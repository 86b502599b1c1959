use anyhow::Context;
use recipe_service::{LogFormat, ServiceConfig, create_app};
use tokio::net::TcpListener;
use tracing::info;
use tracing_subscriber::{EnvFilter, fmt, layer::SubscriberExt, util::SubscriberInitExt};

#[tokio::main]
async fn main() -> anyhow::Result<()> {
    let config = ServiceConfig::from_env().context("Failed to load configuration")?;

    let filter = EnvFilter::try_from_default_env()
        .unwrap_or_else(|_| "recipe_service=debug,recipe_flow=debug,tower_http=debug".into());
    let registry = tracing_subscriber::registry().with(filter);
    match config.log_format {
        LogFormat::Json => registry.with(fmt::layer().json()).init(),
        LogFormat::Pretty => registry.with(fmt::layer()).init(),
    }

    let app = create_app(&config);
    let listener = TcpListener::bind(format!("0.0.0.0:{}", config.port)).await?;
    let addr = listener.local_addr()?;

    info!(
        model = %config.model,
        images_enabled = config.images.is_some(),
        strict_requests = config.strict_requests,
        "Recipe service starting on {}",
        addr
    );
    info!("Health check endpoint: http://{}/health", addr);
    info!("Recipe endpoint: POST http://{}/api/generate-recipe", addr);

    axum::serve(listener, app).await?;

    Ok(())
}
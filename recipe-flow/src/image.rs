use std::sync::Arc;
use tracing::{debug, info, warn};

use crate::cache::ImageCache;
use crate::prompt::image_prompt;
use crate::provider::ImageProvider;
use crate::types::PLACEHOLDER_IMAGE;

/// Resolves a recipe name to an image URL, calling the provider at most once per name.
///
/// The attempted mark is set before the provider call, so concurrent
/// requests for the same recipe do not start a second generation; they get
/// the placeholder until the first call has stored its URL.
#[derive(Clone)]
pub struct ImageResolver {
    provider: Arc<dyn ImageProvider>,
    cache: Arc<dyn ImageCache>,
}

impl ImageResolver {
    pub fn new(provider: Arc<dyn ImageProvider>, cache: Arc<dyn ImageCache>) -> Self {
        Self { provider, cache }
    }

    pub fn cache(&self) -> &Arc<dyn ImageCache> {
        &self.cache
    }

    /// Never fails: anything short of a generated URL yields the placeholder.
    pub async fn resolve(&self, name: &str, description: Option<&str>) -> String {
        let name = name.trim();
        if name.is_empty() {
            debug!("No recipe name given, using placeholder image");
            return PLACEHOLDER_IMAGE.to_string();
        }

        if let Some(url) = self.cache.get(name).await {
            info!(recipe = %name, "Using cached image");
            return url;
        }

        if !self.cache.mark_attempted(name).await {
            // Another caller may have stored its URL since the lookup above
            if let Some(url) = self.cache.get(name).await {
                info!(recipe = %name, "Using cached image");
                return url;
            }
            debug!(recipe = %name, "Image already attempted, using placeholder");
            return PLACEHOLDER_IMAGE.to_string();
        }

        let prompt = image_prompt(name, description);
        match self.provider.generate(&prompt).await {
            Ok(url) if !url.trim().is_empty() => {
                info!(recipe = %name, model = self.provider.model_name(), "Generated new image");
                self.cache.put(name, url.clone()).await;
                url
            }
            Ok(_) => {
                warn!(recipe = %name, "Image provider returned no URL");
                PLACEHOLDER_IMAGE.to_string()
            }
            Err(e) => {
                warn!(recipe = %name, error = %e, "Image generation failed");
                PLACEHOLDER_IMAGE.to_string()
            }
        }
    }
}

#[cfg(test)]
mod tests {
    use super::*;
    use crate::cache::InMemoryImageCache;
    use crate::provider::FakeImageProvider;
    use async_trait::async_trait;
    use std::sync::atomic::{AtomicBool, Ordering};
    use std::time::Duration;

    /// Misses the first lookup, as if the URL landed just after it.
    struct LateStoreCache {
        inner: InMemoryImageCache,
        missed: AtomicBool,
    }

    #[async_trait]
    impl ImageCache for LateStoreCache {
        async fn get(&self, name: &str) -> Option<String> {
            if !self.missed.swap(true, Ordering::SeqCst) {
                return None;
            }
            self.inner.get(name).await
        }

        async fn put(&self, name: &str, url: String) {
            self.inner.put(name, url).await
        }

        async fn has_attempted(&self, name: &str) -> bool {
            self.inner.has_attempted(name).await
        }

        async fn mark_attempted(&self, name: &str) -> bool {
            self.inner.mark_attempted(name).await
        }

        async fn len(&self) -> usize {
            self.inner.len().await
        }
    }

    fn resolver(provider: Arc<FakeImageProvider>) -> ImageResolver {
        ImageResolver::new(provider, Arc::new(InMemoryImageCache::new()))
    }

    #[tokio::test]
    async fn test_second_call_uses_cache() {
        let provider = Arc::new(FakeImageProvider::with_url("https://img.example/soup.png"));
        let resolver = resolver(provider.clone());

        let first = resolver.resolve("Tomato Soup", Some("Smooth and warm")).await;
        let second = resolver.resolve("tomato soup ", None).await;

        assert_eq!(first, "https://img.example/soup.png");
        assert_eq!(second, first);
        assert_eq!(provider.calls(), 1);
    }

    #[tokio::test]
    async fn test_failure_yields_placeholder_and_is_not_retried() {
        let provider = Arc::new(FakeImageProvider::failing("billing limit"));
        let resolver = resolver(provider.clone());

        assert_eq!(resolver.resolve("Curry", None).await, PLACEHOLDER_IMAGE);
        assert_eq!(resolver.resolve("Curry", None).await, PLACEHOLDER_IMAGE);
        assert_eq!(provider.calls(), 1);
    }

    #[tokio::test]
    async fn test_empty_url_yields_placeholder() {
        let provider = Arc::new(FakeImageProvider::with_url("  "));
        assert_eq!(resolver(provider).resolve("Curry", None).await, PLACEHOLDER_IMAGE);
    }

    #[tokio::test]
    async fn test_blank_name_skips_provider() {
        let provider = Arc::new(FakeImageProvider::with_url("https://img.example/x.png"));
        let resolver = resolver(provider.clone());

        assert_eq!(resolver.resolve("   ", None).await, PLACEHOLDER_IMAGE);
        assert_eq!(provider.calls(), 0);
    }

    #[tokio::test]
    async fn test_url_stored_after_lookup_is_returned() {
        let inner = InMemoryImageCache::new();
        assert!(inner.mark_attempted("Gumbo").await);
        inner.put("Gumbo", "https://img.example/gumbo.png".to_string()).await;

        let provider = Arc::new(FakeImageProvider::with_url("https://img.example/other.png"));
        let resolver = ImageResolver::new(
            provider.clone(),
            Arc::new(LateStoreCache {
                inner,
                missed: AtomicBool::new(false),
            }),
        );

        assert_eq!(
            resolver.resolve("Gumbo", None).await,
            "https://img.example/gumbo.png"
        );
        assert_eq!(provider.calls(), 0);
    }

    #[tokio::test]
    async fn test_concurrent_requests_make_one_call() {
        let provider = Arc::new(
            FakeImageProvider::with_url("https://img.example/pie.png")
                .with_delay(Duration::from_millis(50)),
        );
        let resolver = resolver(provider.clone());

        let (a, b) = tokio::join!(
            resolver.resolve("Apple Pie", None),
            resolver.resolve("Apple Pie", None)
        );

        assert_eq!(provider.calls(), 1);
        let mut urls = [a, b];
        urls.sort();
        assert_eq!(urls, [PLACEHOLDER_IMAGE.to_string(), "https://img.example/pie.png".to_string()]);

        assert_eq!(
            resolver.resolve("Apple Pie", None).await,
            "https://img.example/pie.png"
        );
    }
}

§ EXERCISE REQUIREMENTS: Print the material once more, keeping every word as it is.

§ TASK RESULT:
repository 86b502599b1c1959
use anyhow::Context;
use recipe_service::{LogFormat, ServiceConfig, create_app};
use tokio::net::TcpListener;
use tracing::info;
use tracing_subscriber::{EnvFilter, fmt, layer::SubscriberExt, util::SubscriberInitExt};

#[tokio::main]
async fn main() -> anyhow::Result<()> {
    let config = ServiceConfig::from_env().context("Failed to load configuration")?;

    let filter = EnvFilter::try_from_default_env()
        .unwrap_or_else(|_| "recipe_service=debug,recipe_flow=debug,tower_http=debug".into());
    let registry = tracing_subscriber::registry().with(filter);
    match config.log_format {
        LogFormat::Json => registry.with(fmt::layer().json()).init(),
        LogFormat::Pretty => registry.with(fmt::layer()).init(),
    }

    let app = create_app(&config);
    let listener = TcpListener::bind(format!("0.0.0.0:{}", config.port)).await?;
    let addr = listener.local_addr()?;

    info!(
        model = %config.model,
        images_enabled = config.images.is_some(),
        strict_requests = config.strict_requests,
        "Recipe service starting on {}",
        addr
    );
    info!("Health check endpoint: http://{}/health", addr);
    info!("Recipe endpoint: POST http://{}/api/generate-recipe", addr);

    axum::serve(listener, app).await?;

    Ok(())
}
filename recipe-flow/src/image.rs
use std::sync::Arc;
use tracing::{debug, info, warn};

use crate::cache::ImageCache;
use crate::prompt::image_prompt;
use crate::provider::ImageProvider;
use crate::types::PLACEHOLDER_IMAGE;

/// Resolves a recipe name to an image URL, calling the provider at most once per name.
///
/// The attempted mark is set before the provider call, so concurrent
/// requests for the same recipe do not start a second generation; they get
/// the placeholder until the first call has stored its URL.
#[derive(Clone)]
pub struct ImageResolver {
    provider: Arc<dyn ImageProvider>,
    cache: Arc<dyn ImageCache>,
}

impl ImageResolver {
    pub fn new(provider: Arc<dyn ImageProvider>, cache: Arc<dyn ImageCache>) -> Self {
        Self { provider, cache }
    }

    pub fn cache(&self) -> &Arc<dyn ImageCache> {
        &self.cache
    }

    /// Never fails: anything short of a generated URL yields the placeholder.
    pub async fn resolve(&self, name: &str, description: Option<&str>) -> String {
        let name = name.trim();
        if name.is_empty() {
            debug!("No recipe name given, using placeholder image");
            return PLACEHOLDER_IMAGE.to_string();
        }

        if let Some(url) = self.cache.get(name).await {
            info!(recipe = %name, "Using cached image");
            return url;
        }

        if !self.cache.mark_attempted(name).await {
            // Another caller may have stored its URL since the lookup above
            if let Some(url) = self.cache.get(name).await {
                info!(recipe = %name, "Using cached image");
                return url;
            }
            debug!(recipe = %name, "Image already attempted, using placeholder");
            return PLACEHOLDER_IMAGE.to_string();
        }

        let prompt = image_prompt(name, description);
        match self.provider.generate(&prompt).await {
            Ok(url) if !url.trim().is_empty() => {
                info!(recipe = %name, model = self.provider.model_name(), "Generated new image");
                self.cache.put(name, url.clone()).await;
                url
            }
            Ok(_) => {
                warn!(recipe = %name, "Image provider returned no URL");
                PLACEHOLDER_IMAGE.to_string()
            }
            Err(e) => {
                warn!(recipe = %name, error = %e, "Image generation failed");
                PLACEHOLDER_IMAGE.to_string()
            }
        }
    }
}

#[cfg(test)]
mod tests {
    use super::*;
    use crate::cache::InMemoryImageCache;
    use crate::provider::FakeImageProvider;
    use async_trait::async_trait;
    use std::sync::atomic::{AtomicBool, Ordering};
    use std::time::Duration;

    /// Misses the first lookup, as if the URL landed just after it.
    struct LateStoreCache {
        inner: InMemoryImageCache,
        missed: AtomicBool,
    }

    #[async_trait]
    impl ImageCache for LateStoreCache {
        async fn get(&self, name: &str) -> Option<String> {
            if !self.missed.swap(true, Ordering::SeqCst) {
                return None;
            }
            self.inner.get(name).await
        }

        async fn put(&self, name: &str, url: String) {
            self.inner.put(name, url).await
        }

        async fn has_attempted(&self, name: &str) -> bool {
            self.inner.has_attempted(name).await
        }

        async fn mark_attempted(&self, name: &str) -> bool {
            self.inner.mark_attempted(name).await
        }

        async fn len(&self) -> usize {
            self.inner.len().await
        }
    }

    fn resolver(provider: Arc<FakeImageProvider>) -> ImageResolver {
        ImageResolver::new(provider, Arc::new(InMemoryImageCache::new()))
    }

    #[tokio::test]
    async fn test_second_call_uses_cache() {
        let provider = Arc::new(FakeImageProvider::with_url("https://img.example/soup.png"));
        let resolver = resolver(provider.clone());

        let first = resolver.resolve("Tomato Soup", Some("Smooth and warm")).await;
        let second = resolver.resolve("tomato soup ", None).await;

        assert_eq!(first, "https://img.example/soup.png");
        assert_eq!(second, first);
        assert_eq!(provider.calls(), 1);
    }

    #[tokio::test]
    async fn test_failure_yields_placeholder_and_is_not_retried() {
        let provider = Arc::new(FakeImageProvider::failing("billing limit"));
        let resolver = resolver(provider.clone());

        assert_eq!(resolver.resolve("Curry", None).await, PLACEHOLDER_IMAGE);
        assert_eq!(resolver.resolve("Curry", None).await, PLACEHOLDER_IMAGE);
        assert_eq!(provider.calls(), 1);
    }

    #[tokio::test]
    async fn test_empty_url_yields_placeholder() {
        let provider = Arc::new(FakeImageProvider::with_url("  "));
        assert_eq!(resolver(provider).resolve("Curry", None).await, PLACEHOLDER_IMAGE);
    }

    #[tokio::test]
    async fn test_blank_name_skips_provider() {
        let provider = Arc::new(FakeImageProvider::with_url("https://img.example/x.png"));
        let resolver = resolver(provider.clone());

        assert_eq!(resolver.resolve("   ", None).await, PLACEHOLDER_IMAGE);
        assert_eq!(provider.calls(), 0);
    }

    #[tokio::test]
    async fn test_url_stored_after_lookup_is_returned() {
        let inner = InMemoryImageCache::new();
        assert!(inner.mark_attempted("Gumbo").await);
        inner.put("Gumbo", "https://img.example/gumbo.png".to_string()).await;

        let provider = Arc::new(FakeImageProvider::with_url("https://img.example/other.png"));
        let resolver = ImageResolver::new(
            provider.clone(),
            Arc::new(LateStoreCache {
                inner,
                missed: AtomicBool::new(false),
            }),
        );

        assert_eq!(
            resolver.resolve("Gumbo", None).await,
            "https://img.example/gumbo.png"
        );
        assert_eq!(provider.calls(), 0);
    }

    #[tokio::test]
    async fn test_concurrent_requests_make_one_call() {
        let provider = Arc::new(
            FakeImageProvider::with_url("https://img.example/pie.png")
                .with_delay(Duration::from_millis(50)),
        );
        let resolver = resolver(provider.clone());

        let (a, b) = tokio::join!(
            resolver.resolve("Apple Pie", None),
            resolver.resolve("Apple Pie", None)
        );

        assert_eq!(provider.calls(), 1);
        let mut urls = [a, b];
        urls.sort();
        assert_eq!(urls, [PLACEHOLDER_IMAGE.to_string(), "https://img.example/pie.png".to_string()]);

        assert_eq!(
            resolver.resolve("Apple Pie", None).await,
            "https://img.example/pie.png"
        );
    }
}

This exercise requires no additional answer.